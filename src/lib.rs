//! Camera preview, lens switching and still capture for Tauri apps.
//!
//! Desktop targets drive cameras through `crabcamera`. On Android and iOS the
//! plugin only plans the stream (resolution, frame rate, quality settings) and
//! forwards to a native half that this crate does not ship: the host app must
//! provide the Android class `app.tauri.cameracapture.CameraCapturePlugin`
//! and, on iOS, a Swift plugin exporting `init_plugin_camera_capture`. That
//! native half answers `getCapabilities`, `startCamera`, `stopCamera`,
//! `takePhoto` and `requestPermission`, rejecting with `PERMISSION_DENIED`
//! when access is refused.

use tauri::{
    plugin::{Builder, TauriPlugin},
    Manager, Runtime,
};

pub use models::*;

#[cfg(desktop)]
mod desktop;
#[cfg(desktop)]
mod frame;
#[cfg(mobile)]
mod mobile;

mod commands;
mod config;
mod error;
mod models;
pub mod policy;
pub mod resolution;
pub mod session;

pub use config::Config;
pub use error::{Error, Result};
pub use resolution::{select, Resolution, SelectionPolicy};

#[cfg(desktop)]
use desktop::CameraCapture;
#[cfg(mobile)]
use mobile::CameraCapture;

/// Extensions to [`tauri::App`], [`tauri::AppHandle`] and [`tauri::Window`] to access the camera APIs.
pub trait CameraCaptureExt<R: Runtime> {
    fn camera_capture(&self) -> &CameraCapture<R>;
}

impl<R: Runtime, T: Manager<R>> crate::CameraCaptureExt<R> for T {
    fn camera_capture(&self) -> &CameraCapture<R> {
        self.state::<CameraCapture<R>>().inner()
    }
}

/// Initializes the plugin.
pub fn init<R: Runtime>() -> TauriPlugin<R, Option<Config>> {
    Builder::<R, Option<Config>>::new("camera-capture")
        .invoke_handler(tauri::generate_handler![
            commands::start_camera,
            commands::stop_camera,
            commands::switch_camera,
            commands::take_photo,
            commands::get_available_cameras,
            commands::request_camera_permission,
        ])
        .setup(|app, api| {
            let config = api.config().clone().unwrap_or_default();
            log::debug!("Camera capture config: {:?}", config);
            #[cfg(mobile)]
            let camera = mobile::init(app, api, config)?;
            #[cfg(desktop)]
            let camera = desktop::init(app, api, config)?;
            app.manage(camera);
            Ok(())
        })
        .build()
}
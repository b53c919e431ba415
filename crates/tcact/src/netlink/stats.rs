//! Action timestamps and generic action statistics.

use std::sync::OnceLock;

use serde::Serialize;

use super::attr::{AttrTable, get};
use super::error::Result;
use super::types::tc::GnetStatsQueue;
use super::types::tc::action::TcfT;
use super::types::tc::stats::{TCA_STATS_BASIC, TCA_STATS_MAX, TCA_STATS_QUEUE};
use crate::output::ReportWriter;

/// Fallback when `sysconf(_SC_CLK_TCK)` is unavailable.
const DEFAULT_USER_HZ: u64 = 100;

/// Clock ticks per second used by the kernel for `tcf_t` values.
pub fn user_hz() -> u64 {
    static HZ: OnceLock<u64> = OnceLock::new();
    *HZ.get_or_init(|| {
        // SAFETY: sysconf has no preconditions.
        let hz = unsafe { libc::sysconf(libc::_SC_CLK_TCK) };
        if hz > 0 { hz as u64 } else { DEFAULT_USER_HZ }
    })
}

/// Render action timestamps, skipping those that were never set.
pub fn print_tm(report: &mut ReportWriter, tm: &TcfT) {
    print_tm_with_hz(report, tm, user_hz());
}

/// Render action timestamps using an explicit tick rate.
pub fn print_tm_with_hz(report: &mut ReportWriter, tm: &TcfT, hz: u64) {
    let hz = hz.max(1);
    let fields = [
        (tm.install, "installed", "installed"),
        (tm.lastuse, "last_used", "used"),
        (tm.firstuse, "first_used", "firstused"),
        (tm.expires, "expires", "expires"),
    ];

    for (ticks, key, label) in fields {
        if ticks != 0 {
            let secs = ticks / hz;
            report.field(key, format!(" {label} {secs} sec"), secs);
        }
    }
}

/// Generic counters carried in `TCA_ACT_STATS`.
#[derive(Debug, Clone, Copy, Default, PartialEq, Eq, Serialize)]
pub struct ActionStats {
    pub bytes: u64,
    pub packets: u32,
    pub drops: u32,
    pub overlimits: u32,
    pub requeues: u32,
    pub backlog: u32,
    pub qlen: u32,
}

impl ActionStats {
    /// Decode the `TCA_STATS_*` attributes of a `TCA_ACT_STATS` nest.
    ///
    /// Missing sub-attributes leave their counters at zero.
    pub fn parse(data: &[u8]) -> Result<Self> {
        let table = AttrTable::parse(data, TCA_STATS_MAX);
        let mut stats = Self::default();

        // struct gnet_stats_basic is { u64 bytes; u32 packets; } with
        // trailing padding on 64-bit kernels
        if let Some(basic) = table.get(TCA_STATS_BASIC) {
            stats.bytes = get::u64_ne(basic)?;
            stats.packets = get::u32_ne(basic.get(8..).unwrap_or_default())?;
        }

        if let Some(queue) = table.read::<GnetStatsQueue>(TCA_STATS_QUEUE) {
            let queue = queue?;
            stats.drops = queue.drops;
            stats.overlimits = queue.overlimits;
            stats.requeues = queue.requeues;
            stats.backlog = queue.backlog;
            stats.qlen = queue.qlen;
        }

        Ok(stats)
    }

    /// Render the statistics block that follows an action's parameters.
    pub fn print(&self, report: &mut ReportWriter) {
        report.text(format!(
            "\n\tAction statistics:\n\tSent {} bytes {} pkt (dropped {}, overlimits {} requeues {}) ",
            self.bytes, self.packets, self.drops, self.overlimits, self.requeues
        ));
        report.text(format!(
            "\n\tbacklog {}b {}p requeues {}",
            self.backlog, self.qlen, self.requeues
        ));
        match serde_json::to_value(self) {
            Ok(value) => report.json("stats", value),
            Err(e) => tracing::warn!(error = %e, "cannot serialize action statistics"),
        }
    }
}

#[cfg(test)]
mod tests {
    use super::*;
    use crate::netlink::attr::{NlAttr, nla_align};
    use zerocopy::IntoBytes;

    fn attr(kind: u16, payload: &[u8]) -> Vec<u8> {
        let mut buf = NlAttr::new(kind, payload.len()).as_bytes().to_vec();
        buf.extend_from_slice(payload);
        buf.resize(nla_align(buf.len()), 0);
        buf
    }

    #[test]
    fn test_print_tm_skips_zero() {
        let tm = TcfT {
            install: 500,
            lastuse: 0,
            expires: 0,
            firstuse: 250,
        };
        let mut report = ReportWriter::new();
        print_tm_with_hz(&mut report, &tm, 100);

        assert_eq!(report.as_text(), " installed 5 sec firstused 2 sec");
        assert_eq!(report.get_json("installed"), Some(&serde_json::json!(5)));
        assert!(report.get_json("last_used").is_none());
    }

    #[test]
    fn test_print_tm_all_fields() {
        let tm = TcfT {
            install: 1000,
            lastuse: 300,
            expires: 100,
            firstuse: 200,
        };
        let mut report = ReportWriter::new();
        print_tm_with_hz(&mut report, &tm, 100);

        assert_eq!(
            report.as_text(),
            " installed 10 sec used 3 sec firstused 2 sec expires 1 sec"
        );
    }

    #[test]
    fn test_user_hz_is_positive() {
        assert!(user_hz() > 0);
    }

    #[test]
    fn test_parse_and_print_stats() {
        let mut basic = 1500u64.to_ne_bytes().to_vec();
        basic.extend_from_slice(&10u32.to_ne_bytes());
        basic.extend_from_slice(&[0; 4]);

        let queue = GnetStatsQueue {
            qlen: 0,
            backlog: 0,
            drops: 2,
            requeues: 0,
            overlimits: 1,
        };

        let mut data = attr(TCA_STATS_BASIC, &basic);
        data.extend(attr(TCA_STATS_QUEUE, queue.as_bytes()));

        let stats = ActionStats::parse(&data).unwrap();
        assert_eq!(stats.bytes, 1500);
        assert_eq!(stats.packets, 10);
        assert_eq!(stats.drops, 2);

        let mut report = ReportWriter::new();
        stats.print(&mut report);
        assert_eq!(
            report.as_text(),
            "\n\tAction statistics:\n\tSent 1500 bytes 10 pkt (dropped 2, overlimits 1 requeues 0) \n\tbacklog 0b 0p requeues 0"
        );
        assert_eq!(report.get_json("stats").unwrap()["packets"], 10);
    }

    #[test]
    fn test_parse_truncated_basic() {
        let data = attr(TCA_STATS_BASIC, &[1, 2, 3]);
        assert!(ActionStats::parse(&data).is_err());
    }
}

##########

▶ [Directions]:
Would you show each line of the listing above that has the string "when"?

▶ [Worked solution]:
//! when access is refused.
/// Fallback when `sysconf(_SC_CLK_TCK)` is unavailable.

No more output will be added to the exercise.